The Digital Capture Technology (DCT) system is still in the prototype stage and Iomega isn’t planning on launching the first products until at least the second quarter of next year. When it is launched, the company hopes the removable DCT disk, with its associated drive, will find favour among device manufacturers who are looking for an alternative to solid-state memory storage.
One of its biggest selling point is price: Iomega estimates a DCT disk will cost around US$10. Removable memory cards currently cost between US$175 and US$400 for 1GB of capacity and even with price reductions over the next year are still likely to cost several times that of a DCT disk at the time of the scheduled launch.
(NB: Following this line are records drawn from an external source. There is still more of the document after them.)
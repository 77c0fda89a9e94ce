use super::types::{encode_bytes, json_err, json_ok, optional_params, required_params, vault_err, RpcErrorCode};
use crate::api::state::ApiState;
use serde::{Deserialize, Serialize};
use std::collections::BTreeMap;
use vault_core::domain::{KeyAlgorithm, KeyMetadata, KeyStatus};
use vault_core::foundation::KeyId;

#[derive(Debug, Default, Deserialize)]
pub struct GenerateKeyParams {
    /// Algorithm tag; 0 or absent means the default (P-256).
    #[serde(default)]
    pub algorithm: u8,
    #[serde(default)]
    pub labels: BTreeMap<String, String>,
}

#[derive(Debug, Serialize)]
struct GenerateKeyResult {
    metadata: KeyMetadata,
}

pub async fn handle_generate(state: &ApiState, id: serde_json::Value, params: Option<serde_json::Value>, peer: &str) -> serde_json::Value {
    let params: GenerateKeyParams = match optional_params(params) {
        Ok(parsed) => parsed,
        Err(err) => return json_err(id, RpcErrorCode::InvalidParams, err),
    };

    let algorithm = if params.algorithm == 0 {
        None
    } else {
        match KeyAlgorithm::try_from(params.algorithm) {
            Ok(algorithm) => Some(algorithm),
            Err(err) => return json_err(id, RpcErrorCode::InvalidParams, err.to_string()),
        }
    };

    match state.vault.generate_key(algorithm, params.labels, peer) {
        Ok(metadata) => json_ok(id, GenerateKeyResult { metadata }),
        Err(err) => vault_err(id, err),
    }
}

#[derive(Debug, Deserialize)]
pub struct GetPublicKeyParams {
    pub key_id: String,
}

#[derive(Debug, Serialize)]
struct GetPublicKeyResult {
    key_id: KeyId,
    public_key_der: String,
    algorithm: KeyAlgorithm,
}

pub async fn handle_get_public_key(state: &ApiState, id: serde_json::Value, params: Option<serde_json::Value>) -> serde_json::Value {
    let params: GetPublicKeyParams = match required_params(params) {
        Ok(parsed) => parsed,
        Err(err) => return json_err(id, RpcErrorCode::InvalidParams, err),
    };

    match state.vault.get_public_key(&KeyId::from(params.key_id)) {
        Ok(info) => json_ok(
            id,
            GetPublicKeyResult {
                key_id: info.key_id,
                public_key_der: encode_bytes(&info.public_key_der),
                algorithm: info.algorithm,
            },
        ),
        Err(err) => vault_err(id, err),
    }
}

#[derive(Debug, Default, Deserialize)]
pub struct ListKeysParams {
    /// Status tag; 0 or absent means every status.
    #[serde(default)]
    pub status_filter: u8,
}

#[derive(Debug, Serialize)]
struct ListKeysResult {
    keys: Vec<KeyMetadata>,
}

pub async fn handle_list(state: &ApiState, id: serde_json::Value, params: Option<serde_json::Value>) -> serde_json::Value {
    let params: ListKeysParams = match optional_params(params) {
        Ok(parsed) => parsed,
        Err(err) => return json_err(id, RpcErrorCode::InvalidParams, err),
    };

    let filter = if params.status_filter == 0 {
        None
    } else {
        match KeyStatus::try_from(params.status_filter) {
            Ok(status) => Some(status),
            Err(err) => return json_err(id, RpcErrorCode::InvalidParams, err.to_string()),
        }
    };

    match state.vault.list_keys(filter) {
        Ok(keys) => json_ok(id, ListKeysResult { keys }),
        Err(err) => vault_err(id, err),
    }
}

#[derive(Debug, Deserialize)]
pub struct RotateKeyParams {
    pub key_id: String,
}

#[derive(Debug, Serialize)]
struct RotateKeyResult {
    old_key: KeyMetadata,
    new_key: KeyMetadata,
}

pub async fn handle_rotate(state: &ApiState, id: serde_json::Value, params: Option<serde_json::Value>, peer: &str) -> serde_json::Value {
    let params: RotateKeyParams = match required_params(params) {
        Ok(parsed) => parsed,
        Err(err) => return json_err(id, RpcErrorCode::InvalidParams, err),
    };

    match state.vault.rotate_key(&KeyId::from(params.key_id), peer) {
        Ok(outcome) => json_ok(id, RotateKeyResult { old_key: outcome.old_key, new_key: outcome.new_key }),
        Err(err) => vault_err(id, err),
    }
}

#[derive(Debug, Deserialize)]
pub struct DeactivateKeyParams {
    pub key_id: String,
}

#[derive(Debug, Serialize)]
struct DeactivateKeyResult {
    metadata: KeyMetadata,
}

pub async fn handle_deactivate(state: &ApiState, id: serde_json::Value, params: Option<serde_json::Value>, peer: &str) -> serde_json::Value {
    let params: DeactivateKeyParams = match required_params(params) {
        Ok(parsed) => parsed,
        Err(err) => return json_err(id, RpcErrorCode::InvalidParams, err),
    };

    match state.vault.deactivate_key(&KeyId::from(params.key_id), peer) {
        Ok(metadata) => json_ok(id, DeactivateKeyResult { metadata }),
        Err(err) => vault_err(id, err),
    }
}
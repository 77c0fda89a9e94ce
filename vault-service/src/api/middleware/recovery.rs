use axum::body::Body;
use axum::http::{Request, StatusCode};
use axum::middleware::Next;
use axum::response::{IntoResponse, Response};
use futures_util::FutureExt;
use log::error;
use std::panic::AssertUnwindSafe;

/// Converts a handler panic into a sanitized internal error instead of
/// tearing down the connection.
pub async fn recovery_middleware(req: Request<Body>, next: Next) -> Response {
    let method = req.method().clone();
    let path = req.uri().path().to_string();

    match AssertUnwindSafe(next.run(req)).catch_unwind().await {
        Ok(response) => response,
        Err(panic) => {
            error!("panic recovered method={} path={} panic={}", method, path, panic_message(&*panic));
            (StatusCode::INTERNAL_SERVER_ERROR, "internal error").into_response()
        }
    }
}

fn panic_message(panic: &(dyn std::any::Any + Send)) -> String {
    if let Some(message) = panic.downcast_ref::<&str>() {
        (*message).to_string()
    } else if let Some(message) = panic.downcast_ref::<String>() {
        message.clone()
    } else {
        "unknown panic".to_string()
    }
}
mod handlers;
mod middleware;
mod router;
mod state;
mod streams;

pub use middleware::rate_limit::TokenBucket;
pub use router::build_router;
pub use state::ApiState;
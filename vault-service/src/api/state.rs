use crate::api::middleware::rate_limit::TokenBucket;
use std::sync::Arc;
use vault_core::application::Vault;

/// Shared state behind every handler: the facade plus the shell's own
/// enforcement machinery. Unary and streaming calls draw from separate
/// token buckets.
pub struct ApiState {
    pub vault: Arc<Vault>,
    pub auth_token: String,
    pub unary_limiter: TokenBucket,
    pub stream_limiter: TokenBucket,
}

impl ApiState {
    pub fn new(vault: Arc<Vault>, auth_token: String, rate_limit_rps: u32) -> Self {
        Self {
            vault,
            auth_token,
            unary_limiter: TokenBucket::new(rate_limit_rps),
            stream_limiter: TokenBucket::new(rate_limit_rps),
        }
    }
}
// Public crate surface is organized by layer: `domain`, `infrastructure`, `application`, `foundation`.
pub mod application;
pub mod domain;
pub mod foundation;
pub mod infrastructure;

pub use foundation::{Result, VaultError};
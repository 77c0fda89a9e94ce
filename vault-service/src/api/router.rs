use super::handlers::rpc::handle_rpc;
use super::middleware::logging::logging_middleware;
use super::middleware::rate_limit::{stream_rate_limit, unary_rate_limit};
use super::middleware::recovery::recovery_middleware;
use super::state::ApiState;
use super::streams::{ws_audit, ws_key_events, ws_sign};
use axum::extract::DefaultBodyLimit;
use axum::routing::{get, post};
use axum::Router;
use serde_json::json;
use std::sync::Arc;

pub fn build_router(state: Arc<ApiState>) -> Router {
    Router::new()
        .route("/rpc", post(handle_rpc).route_layer(axum::middleware::from_fn_with_state(state.clone(), unary_rate_limit)))
        .route(
            "/ws/key-events",
            get(ws_key_events).route_layer(axum::middleware::from_fn_with_state(state.clone(), stream_rate_limit)),
        )
        .route("/ws/audit", get(ws_audit).route_layer(axum::middleware::from_fn_with_state(state.clone(), stream_rate_limit)))
        .route("/ws/sign", get(ws_sign).route_layer(axum::middleware::from_fn_with_state(state.clone(), stream_rate_limit)))
        .route("/health", get(handle_health))
        .layer(DefaultBodyLimit::max(1024 * 1024))
        .layer(axum::middleware::from_fn(logging_middleware))
        .layer(axum::middleware::from_fn(recovery_middleware))
        .with_state(state)
}

async fn handle_health() -> axum::Json<serde_json::Value> {
    axum::Json(json!({ "status": "ok" }))
}
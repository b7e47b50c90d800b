//! In-memory store.
//!
//! Used by tests and by embedders that keep state elsewhere and only need the
//! engine's bookkeeping for the lifetime of the process.

use std::collections::HashMap;
use std::sync::{Mutex, MutexGuard};

use chrono::{DateTime, Utc};

use crate::config::RetentionParams;
use crate::storage::{retention_cutoff, LearnerStore, StorageError, StorageResult};
use crate::types::{ActivityEvent, ItemId, LearningGoal, ReviewRecord, UserStats};

#[derive(Debug, Default)]
struct UserBucket {
    reviews: HashMap<ItemId, ReviewRecord>,
    stats: Option<UserStats>,
    /// Append order.
    activity: Vec<ActivityEvent>,
    goals: Vec<LearningGoal>,
    scores: Vec<f64>,
}

#[derive(Debug, Default)]
pub struct MemoryStore {
    users: Mutex<HashMap<String, UserBucket>>,
}

impl MemoryStore {
    pub fn new() -> Self {
        Self::default()
    }

    fn lock(&self) -> StorageResult<MutexGuard<'_, HashMap<String, UserBucket>>> {
        self.users
            .lock()
            .map_err(|e| StorageError::LockError(e.to_string()))
    }

    fn read<T>(&self, user_id: &str, f: impl FnOnce(&UserBucket) -> T) -> StorageResult<Option<T>> {
        let users = self.lock()?;
        Ok(users.get(user_id).map(f))
    }

    fn write<T>(&self, user_id: &str, f: impl FnOnce(&mut UserBucket) -> T) -> StorageResult<T> {
        let mut users = self.lock()?;
        Ok(f(users.entry(user_id.to_string()).or_default()))
    }
}

impl LearnerStore for MemoryStore {
    fn load_review(&self, user_id: &str, item_id: &str) -> StorageResult<Option<ReviewRecord>> {
        Ok(self
            .read(user_id, |bucket| bucket.reviews.get(item_id).cloned())?
            .flatten())
    }

    fn save_review(&self, user_id: &str, record: &ReviewRecord) -> StorageResult<()> {
        self.write(user_id, |bucket| {
            bucket.reviews.insert(record.item_id.clone(), record.clone());
        })
    }

    fn reviews_for_user(&self, user_id: &str) -> StorageResult<Vec<ReviewRecord>> {
        let mut records = self
            .read(user_id, |bucket| bucket.reviews.values().cloned().collect::<Vec<_>>())?
            .unwrap_or_default();
        records.sort_by(|a, b| a.item_id.cmp(&b.item_id));
        Ok(records)
    }

    fn load_stats(&self, user_id: &str) -> StorageResult<Option<UserStats>> {
        Ok(self.read(user_id, |bucket| bucket.stats.clone())?.flatten())
    }

    fn save_stats(&self, user_id: &str, stats: &UserStats) -> StorageResult<()> {
        self.write(user_id, |bucket| bucket.stats = Some(stats.clone()))
    }

    fn append_activity(&self, user_id: &str, event: &ActivityEvent) -> StorageResult<()> {
        self.write(user_id, |bucket| bucket.activity.push(event.clone()))
    }

    fn recent_activity(&self, user_id: &str, limit: usize) -> StorageResult<Vec<ActivityEvent>> {
        Ok(self
            .read(user_id, |bucket| newest_first(&bucket.activity, limit))?
            .unwrap_or_default())
    }

    fn prune_activity(&self, user_id: &str, now: DateTime<Utc>, retention: &RetentionParams) -> StorageResult<usize> {
        let cutoff = retention_cutoff(now, retention);
        self.write(user_id, |bucket| {
            let before = bucket.activity.len();
            let mut kept = newest_first(&bucket.activity, retention.activity_limit);
            kept.retain(|e| e.timestamp >= cutoff);
            kept.reverse();
            bucket.activity = kept;
            before - bucket.activity.len()
        })
    }

    fn load_goals(&self, user_id: &str) -> StorageResult<Vec<LearningGoal>> {
        Ok(self.read(user_id, |bucket| bucket.goals.clone())?.unwrap_or_default())
    }

    fn save_goals(&self, user_id: &str, goals: &[LearningGoal]) -> StorageResult<()> {
        self.write(user_id, |bucket| bucket.goals = goals.to_vec())
    }

    fn load_scores(&self, user_id: &str) -> StorageResult<Vec<f64>> {
        Ok(self.read(user_id, |bucket| bucket.scores.clone())?.unwrap_or_default())
    }

    fn save_scores(&self, user_id: &str, scores: &[f64]) -> StorageResult<()> {
        self.write(user_id, |bucket| bucket.scores = scores.to_vec())
    }
}

/// Later appends win ties on timestamp, matching the SQLite ordering.
fn newest_first(events: &[ActivityEvent], limit: usize) -> Vec<ActivityEvent> {
    let mut indexed: Vec<(usize, &ActivityEvent)> = events.iter().enumerate().collect();
    indexed.sort_by(|(ia, a), (ib, b)| b.timestamp.cmp(&a.timestamp).then_with(|| ib.cmp(ia)));
    indexed.into_iter().take(limit).map(|(_, e)| e.clone()).collect()
}

#[cfg(test)]
mod tests {
    use super::*;
    use chrono::{Duration, TimeZone};

    fn at(days_ago: i64) -> DateTime<Utc> {
        Utc.with_ymd_and_hms(2026, 4, 1, 10, 0, 0).unwrap() - Duration::days(days_ago)
    }

    #[test]
    fn users_are_isolated() {
        let store = MemoryStore::new();
        store.save_stats("alice", &UserStats::default()).unwrap();
        assert!(store.load_stats("alice").unwrap().is_some());
        assert!(store.load_stats("bob").unwrap().is_none());
        assert!(store.recent_activity("bob", 10).unwrap().is_empty());
    }

    #[test]
    fn recent_activity_is_newest_first() {
        let store = MemoryStore::new();
        for (i, days) in [3, 1, 2].iter().enumerate() {
            store
                .append_activity("u", &ActivityEvent::new(at(*days), format!("w{i}"), true, "quiz"))
                .unwrap();
        }
        let recent = store.recent_activity("u", 2).unwrap();
        assert_eq!(recent.len(), 2);
        assert_eq!(recent[0].item_id, "w1");
        assert_eq!(recent[1].item_id, "w2");
    }

    #[test]
    fn prune_applies_window_and_limit() {
        let store = MemoryStore::new();
        let retention = RetentionParams {
            activity_limit: 3,
            activity_retention_days: 30,
        };
        store.append_activity("u", &ActivityEvent::new(at(45), "old", true, "quiz")).unwrap();
        for i in 0..5 {
            store
                .append_activity("u", &ActivityEvent::new(at(5 - i), format!("w{i}"), true, "quiz"))
                .unwrap();
        }
        let removed = store.prune_activity("u", at(0), &retention).unwrap();
        assert_eq!(removed, 3);
        let ids: Vec<String> = store.recent_activity("u", 10).unwrap().into_iter().map(|e| e.item_id).collect();
        assert_eq!(ids, vec!["w4", "w3", "w2"]);
    }
}
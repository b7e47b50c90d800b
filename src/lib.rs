//! # danci-adaptive
//!
//! Adaptive scheduling for vocabulary and sentence practice:
//!
//! - **Review scheduling** - SM-2 spaced repetition over binary outcomes
//! - **Performance analysis** - accuracy, pace, streak and consistency folded into one score
//! - **Difficulty control** - hysteretic level changes at session boundaries, live nudges in-session
//! - **Recommendations** - ranked next actions from usage patterns and curriculum progress
//!
//! ## Modules
//!
//! - [`scheduler`] - review records, intervals, due queue
//! - [`analyzer`] - performance metrics, score, trend tracking
//! - [`difficulty`] - level adjustments
//! - [`usage`] - time-of-day and activity preferences, path progress
//! - [`recommend`] - recommendation candidates and ranking
//! - [`goals`] - goal progress
//! - [`storage`] - the [`LearnerStore`] seam with memory and SQLite backends
//! - [`engine`] - [`AdaptiveEngine`], wiring the above to a store
//!
//! ## Example
//!
//! ```rust
//! use chrono::Utc;
//! use danci_adaptive::{AdaptiveConfig, AdaptiveEngine, MemoryStore};
//!
//! let engine = AdaptiveEngine::new(AdaptiveConfig::default(), MemoryStore::new());
//! let now = Utc::now();
//! engine.record_attempt("u1", "apple", true, "flashcard", now).unwrap();
//! let report = engine.complete_session("u1", 5, &Default::default()).unwrap();
//! assert!((0.0..=1.0).contains(&report.score));
//! ```

pub mod analyzer;
pub mod config;
pub mod difficulty;
pub mod engine;
pub mod goals;
pub mod logging;
pub mod recommend;
pub mod scheduler;
pub mod storage;
pub mod types;
pub mod usage;

pub use analyzer::{PerformanceAnalyzer, TrendTracker};
pub use config::{AdaptiveConfig, ConfigError};
pub use difficulty::{resolve_session_level, DifficultyController, RealtimeSignals, SessionLevel};
pub use engine::{AdaptiveEngine, AttemptResult, SessionReport};
pub use goals::GoalSignals;
pub use recommend::{RecommendationContext, RecommendationEngine};
pub use scheduler::{Quality, ReviewOutcome, ReviewScheduler};
pub use storage::{LearnerStore, MemoryStore, SqliteStore, StorageError, StorageResult};
pub use types::*;
pub use usage::{PathProgress, TimeOfDay, UsagePatterns};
Compared to other disk systems it is also physically smaller. DCT disks are roughly five centimetres square making them about a quarter the size of Iomega’s Zip drive although larger than memory cards. Iomega says they are aimed at use in devices such as camcorders, tablet PCs and personal video recorders so this size might not be too much of a problem. But it is likely to preclude their use in the smallest and most portable multimedia devices.
The system uses Fuji Photo Film Co. Ltd.’s Nanocubic data storage technology to achieve its high storage density. First announced by FujiFilm in late 2001, Nanocubic is a magnetic media coating technology that helps DCT achieve a data density of around 6Gb per square inch. Iomega has also tapped Japan’s Citizen Watch Co. Ltd. to develop DCT drives and Texas Instruments Inc. to develop digital signal processing (DSP) chips for the system.
Iomega says DCT samples have already been delivered to prospective customers with an aim to launching the system in 2004.
DCT is not however the only new technology gunning for the portable storage market.
Koninklijke Philips Electronics NV demonstrated last year its own coin-sized optical drive called small form factor optical storage or SFFO. The system is based on blue-laser technology and the three-centimetre diameter discs can hold up to 1GB of information. With their smaller size, Philips is developing SFFO as a memory card replacement technology.
One company, Boulder, Colo.-based DataPlay Inc., has already commercialized a miniature optical disc-based system although to date it has received a cool response from consumers. The DataPlay discs are, like the Philips system, 3 centimetres in diameter although their reliance on older technology means they can hold less data and can only be written to once. A 500MB disc, the maximum capacity available, currently sells for around US$36.